Work to complete
All of the entries must be output exactly as they are.

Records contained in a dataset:

Start of Block

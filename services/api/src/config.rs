//! services/api/src/config.rs
//!
//! Defines the application's configuration structure and loading logic.
//!
//! Server settings are loaded from environment variables at startup. The `.env`
//! file is used for local development. Partner catalogs are declared in a TOML
//! file so a new partner can be onboarded without a code change.

use crate::adapters::partner::PartnerConfig;
use serde::Deserialize;
use std::net::SocketAddr;
use std::path::{Path, PathBuf};
use std::time::Duration;
use tracing::{warn, Level};

/// A custom error type for configuration loading failures.
#[derive(Debug, thiserror::Error)]
pub enum ConfigError {
    #[error("Missing the environment variable {0}")]
    MissingVar(String),
    #[error("Invalid value for the environment variable {0}: {1}")]
    InvalidValue(String, String),
    #[error("Invalid partner configuration in {0}: {1}")]
    Partners(String, String),
}

/// Holds all configuration loaded from the environment at startup.
#[derive(Clone, Debug)]
pub struct Config {
    pub bind_address: SocketAddr,
    pub database_url: String,
    pub db_max_connections: u32,
    pub log_level: Level,
    /// Label of the institution that owns the internal catalog.
    pub home_institution: String,
    pub partners_path: PathBuf,
    /// Default per-request timeout for partner catalogs.
    pub partner_timeout: Duration,
    pub cors_allowed_origin: Option<String>,
}

impl Config {
    /// Loads configuration from environment variables.
    ///
    /// It will look for a `.env` file in the current directory for development,
    /// but this is skipped in test environments to ensure tests are hermetic.
    pub fn from_env() -> Result<Self, ConfigError> {
        // Only load from .env in non-test mode to avoid contamination.
        if !cfg!(test) {
            dotenvy::dotenv().ok();
        }

        // --- Load Server and Database Settings ---
        let bind_address_str =
            std::env::var("BIND_ADDRESS").unwrap_or_else(|_| "0.0.0.0:3000".to_string());
        let bind_address = bind_address_str.parse::<SocketAddr>().map_err(|e| {
            ConfigError::InvalidValue("BIND_ADDRESS".to_string(), e.to_string())
        })?;

        let database_url = std::env::var("DATABASE_URL")
            .map_err(|_| ConfigError::MissingVar("DATABASE_URL".to_string()))?;

        let db_max_connections = parse_var("DB_MAX_CONNECTIONS", 5u32)?;

        let log_level_str = std::env::var("RUST_LOG").unwrap_or_else(|_| "INFO".to_string());
        let log_level = log_level_str.parse::<Level>().map_err(|_| {
            ConfigError::InvalidValue(
                "RUST_LOG".to_string(),
                format!("'{}' is not a valid log level", log_level_str),
            )
        })?;

        // --- Load Catalog Settings ---
        let home_institution = std::env::var("HOME_INSTITUTION")
            .unwrap_or_else(|_| "Biblioteca Universidad Gustambo".to_string());

        let partners_path = std::env::var("PARTNERS_PATH")
            .map(PathBuf::from)
            .unwrap_or_else(|_| PathBuf::from("./partners.toml"));

        let partner_timeout = Duration::from_millis(parse_var("PARTNER_TIMEOUT_MS", 5000u64)?);

        let cors_allowed_origin = std::env::var("CORS_ALLOWED_ORIGIN")
            .ok()
            .filter(|origin| !origin.trim().is_empty());

        Ok(Self {
            bind_address,
            database_url,
            db_max_connections,
            log_level,
            home_institution,
            partners_path,
            partner_timeout,
            cors_allowed_origin,
        })
    }
}

fn parse_var<T: std::str::FromStr>(name: &str, default: T) -> Result<T, ConfigError>
where
    T::Err: std::fmt::Display,
{
    match std::env::var(name) {
        Ok(raw) => raw
            .trim()
            .parse::<T>()
            .map_err(|e| ConfigError::InvalidValue(name.to_string(), e.to_string())),
        Err(_) => Ok(default),
    }
}

//=========================================================================================
// Partner Catalog File
//=========================================================================================

#[derive(Debug, Deserialize)]
struct PartnersFile {
    #[serde(default, rename = "partner")]
    partners: Vec<PartnerConfig>,
}

/// Parses the `[[partner]]` tables of a partners file.
pub fn parse_partners(source: &str, origin: &str) -> Result<Vec<PartnerConfig>, ConfigError> {
    let file: PartnersFile = toml::from_str(source)
        .map_err(|e| ConfigError::Partners(origin.to_string(), e.to_string()))?;

    let mut seen = std::collections::HashSet::new();
    for partner in &file.partners {
        if partner.key.trim().is_empty() || partner.label.trim().is_empty() {
            return Err(ConfigError::Partners(
                origin.to_string(),
                "every partner needs a key and a label".to_string(),
            ));
        }
        if !seen.insert(partner.key.to_lowercase()) {
            return Err(ConfigError::Partners(
                origin.to_string(),
                format!("duplicate partner key '{}'", partner.key),
            ));
        }
    }
    Ok(file.partners)
}

/// Loads partner definitions from `path`. A missing file means no partners.
pub fn load_partners(path: &Path) -> Result<Vec<PartnerConfig>, ConfigError> {
    let origin = path.display().to_string();
    match std::fs::read_to_string(path) {
        Ok(source) => parse_partners(&source, &origin),
        Err(e) if e.kind() == std::io::ErrorKind::NotFound => {
            warn!("Partners file {} not found; searching the internal catalog only", origin);
            Ok(Vec::new())
        }
        Err(e) => Err(ConfigError::Partners(origin, e.to_string())),
    }
}

#[cfg(test)]
mod tests {
    use super::*;

    const SAMPLE: &str = r#"
        [[partner]]
        key = "unam"
        label = "Universidad Nacional Autónoma de México"
        aliases = ["UNAM"]
        search_url = "http://unam.example/api/libros"
        search_param = "busqueda"
        item_url = "http://unam.example/api/libros"
        fallback_author = "UNAM"

        [partner.fields]
        id = ["id", "uuid"]
        title = ["titulo", "title"]
        cover_image = ["portadaBase64", "portadaUrl", "imageUrl"]

        [[partner]]
        key = "oxford"
        label = "Oxford University"
        search_url = "http://oxford.example/libro/getAllLibro"
        timeout_ms = 2500
    "#;

    #[test]
    fn parses_partner_tables_in_order() {
        let partners = parse_partners(SAMPLE, "sample").unwrap();

        assert_eq!(partners.len(), 2);
        assert_eq!(partners[0].key, "unam");
        assert_eq!(partners[0].search_param, "busqueda");
        assert_eq!(partners[0].fields.cover_image[0], "portadaBase64");
        assert_eq!(partners[1].key, "oxford");
        assert_eq!(partners[1].search_param, "q");
        assert_eq!(partners[1].timeout_ms, Some(2500));
        assert!(partners[1].item_url.is_none());
    }

    #[test]
    fn rejects_duplicate_keys() {
        let doubled = format!("{SAMPLE}\n[[partner]]\nkey = \"UNAM\"\nlabel = \"x\"\nsearch_url = \"http://x\"\n");
        assert!(matches!(parse_partners(&doubled, "sample"), Err(ConfigError::Partners(_, _))));
    }

    #[test]
    fn missing_file_means_no_partners() {
        let partners = load_partners(Path::new("/definitely/not/here/partners.toml")).unwrap();
        assert!(partners.is_empty());
    }

    #[test]
    fn shipped_partners_file_is_valid() {
        let path = Path::new(env!("CARGO_MANIFEST_DIR")).join("../../partners.toml");
        let partners = load_partners(&path).unwrap();
        let keys: Vec<_> = partners.iter().map(|p| p.key.as_str()).collect();
        assert_eq!(keys, vec!["utl", "unam", "oxford"]);
    }
}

End of Block

Output of the exercise
filename services/api/src/config.rs
//! services/api/src/config.rs
//!
//! Defines the application's configuration structure and loading logic.
//!
//! Server settings are loaded from environment variables at startup. The `.env`
//! file is used for local development. Partner catalogs are declared in a TOML
//! file so a new partner can be onboarded without a code change.

use crate::adapters::partner::PartnerConfig;
use serde::Deserialize;
use std::net::SocketAddr;
use std::path::{Path, PathBuf};
use std::time::Duration;
use tracing::{warn, Level};

/// A custom error type for configuration loading failures.
#[derive(Debug, thiserror::Error)]
pub enum ConfigError {
    #[error("Missing the environment variable {0}")]
    MissingVar(String),
    #[error("Invalid value for the environment variable {0}: {1}")]
    InvalidValue(String, String),
    #[error("Invalid partner configuration in {0}: {1}")]
    Partners(String, String),
}

/// Holds all configuration loaded from the environment at startup.
#[derive(Clone, Debug)]
pub struct Config {
    pub bind_address: SocketAddr,
    pub database_url: String,
    pub db_max_connections: u32,
    pub log_level: Level,
    /// Label of the institution that owns the internal catalog.
    pub home_institution: String,
    pub partners_path: PathBuf,
    /// Default per-request timeout for partner catalogs.
    pub partner_timeout: Duration,
    pub cors_allowed_origin: Option<String>,
}

impl Config {
    /// Loads configuration from environment variables.
    ///
    /// It will look for a `.env` file in the current directory for development,
    /// but this is skipped in test environments to ensure tests are hermetic.
    pub fn from_env() -> Result<Self, ConfigError> {
        // Only load from .env in non-test mode to avoid contamination.
        if !cfg!(test) {
            dotenvy::dotenv().ok();
        }

        // --- Load Server and Database Settings ---
        let bind_address_str =
            std::env::var("BIND_ADDRESS").unwrap_or_else(|_| "0.0.0.0:3000".to_string());
        let bind_address = bind_address_str.parse::<SocketAddr>().map_err(|e| {
            ConfigError::InvalidValue("BIND_ADDRESS".to_string(), e.to_string())
        })?;

        let database_url = std::env::var("DATABASE_URL")
            .map_err(|_| ConfigError::MissingVar("DATABASE_URL".to_string()))?;

        let db_max_connections = parse_var("DB_MAX_CONNECTIONS", 5u32)?;

        let log_level_str = std::env::var("RUST_LOG").unwrap_or_else(|_| "INFO".to_string());
        let log_level = log_level_str.parse::<Level>().map_err(|_| {
            ConfigError::InvalidValue(
                "RUST_LOG".to_string(),
                format!("'{}' is not a valid log level", log_level_str),
            )
        })?;

        // --- Load Catalog Settings ---
        let home_institution = std::env::var("HOME_INSTITUTION")
            .unwrap_or_else(|_| "Biblioteca Universidad Gustambo".to_string());

        let partners_path = std::env::var("PARTNERS_PATH")
            .map(PathBuf::from)
            .unwrap_or_else(|_| PathBuf::from("./partners.toml"));

        let partner_timeout = Duration::from_millis(parse_var("PARTNER_TIMEOUT_MS", 5000u64)?);

        let cors_allowed_origin = std::env::var("CORS_ALLOWED_ORIGIN")
            .ok()
            .filter(|origin| !origin.trim().is_empty());

        Ok(Self {
            bind_address,
            database_url,
            db_max_connections,
            log_level,
            home_institution,
            partners_path,
            partner_timeout,
            cors_allowed_origin,
        })
    }
}

fn parse_var<T: std::str::FromStr>(name: &str, default: T) -> Result<T, ConfigError>
where
    T::Err: std::fmt::Display,
{
    match std::env::var(name) {
        Ok(raw) => raw
            .trim()
            .parse::<T>()
            .map_err(|e| ConfigError::InvalidValue(name.to_string(), e.to_string())),
        Err(_) => Ok(default),
    }
}

//=========================================================================================
// Partner Catalog File
//=========================================================================================

#[derive(Debug, Deserialize)]
struct PartnersFile {
    #[serde(default, rename = "partner")]
    partners: Vec<PartnerConfig>,
}

/// Parses the `[[partner]]` tables of a partners file.
pub fn parse_partners(source: &str, origin: &str) -> Result<Vec<PartnerConfig>, ConfigError> {
    let file: PartnersFile = toml::from_str(source)
        .map_err(|e| ConfigError::Partners(origin.to_string(), e.to_string()))?;

    let mut seen = std::collections::HashSet::new();
    for partner in &file.partners {
        if partner.key.trim().is_empty() || partner.label.trim().is_empty() {
            return Err(ConfigError::Partners(
                origin.to_string(),
                "every partner needs a key and a label".to_string(),
            ));
        }
        if !seen.insert(partner.key.to_lowercase()) {
            return Err(ConfigError::Partners(
                origin.to_string(),
                format!("duplicate partner key '{}'", partner.key),
            ));
        }
    }
    Ok(file.partners)
}

/// Loads partner definitions from `path`. A missing file means no partners.
pub fn load_partners(path: &Path) -> Result<Vec<PartnerConfig>, ConfigError> {
    let origin = path.display().to_string();
    match std::fs::read_to_string(path) {
        Ok(source) => parse_partners(&source, &origin),
        Err(e) if e.kind() == std::io::ErrorKind::NotFound => {
            warn!("Partners file {} not found; searching the internal catalog only", origin);
            Ok(Vec::new())
        }
        Err(e) => Err(ConfigError::Partners(origin, e.to_string())),
    }
}

#[cfg(test)]
mod tests {
    use super::*;

    const SAMPLE: &str = r#"
        [[partner]]
        key = "unam"
        label = "Universidad Nacional Autónoma de México"
        aliases = ["UNAM"]
        search_url = "http://unam.example/api/libros"
        search_param = "busqueda"
        item_url = "http://unam.example/api/libros"
        fallback_author = "UNAM"

        [partner.fields]
        id = ["id", "uuid"]
        title = ["titulo", "title"]
        cover_image = ["portadaBase64", "portadaUrl", "imageUrl"]

        [[partner]]
        key = "oxford"
        label = "Oxford University"
        search_url = "http://oxford.example/libro/getAllLibro"
        timeout_ms = 2500
    "#;

    #[test]
    fn parses_partner_tables_in_order() {
        let partners = parse_partners(SAMPLE, "sample").unwrap();

        assert_eq!(partners.len(), 2);
        assert_eq!(partners[0].key, "unam");
        assert_eq!(partners[0].search_param, "busqueda");
        assert_eq!(partners[0].fields.cover_image[0], "portadaBase64");
        assert_eq!(partners[1].key, "oxford");
        assert_eq!(partners[1].search_param, "q");
        assert_eq!(partners[1].timeout_ms, Some(2500));
        assert!(partners[1].item_url.is_none());
    }

    #[test]
    fn rejects_duplicate_keys() {
        let doubled = format!("{SAMPLE}\n[[partner]]\nkey = \"UNAM\"\nlabel = \"x\"\nsearch_url = \"http://x\"\n");
        assert!(matches!(parse_partners(&doubled, "sample"), Err(ConfigError::Partners(_, _))));
    }

    #[test]
    fn missing_file_means_no_partners() {
        let partners = load_partners(Path::new("/definitely/not/here/partners.toml")).unwrap();
        assert!(partners.is_empty());
    }

    #[test]
    fn shipped_partners_file_is_valid() {
        let path = Path::new(env!("CARGO_MANIFEST_DIR")).join("../../partners.toml");
        let partners = load_partners(&path).unwrap();
        let keys: Vec<_> = partners.iter().map(|p| p.key.as_str()).collect();
        assert_eq!(keys, vec!["utl", "unam", "oxford"]);
    }
}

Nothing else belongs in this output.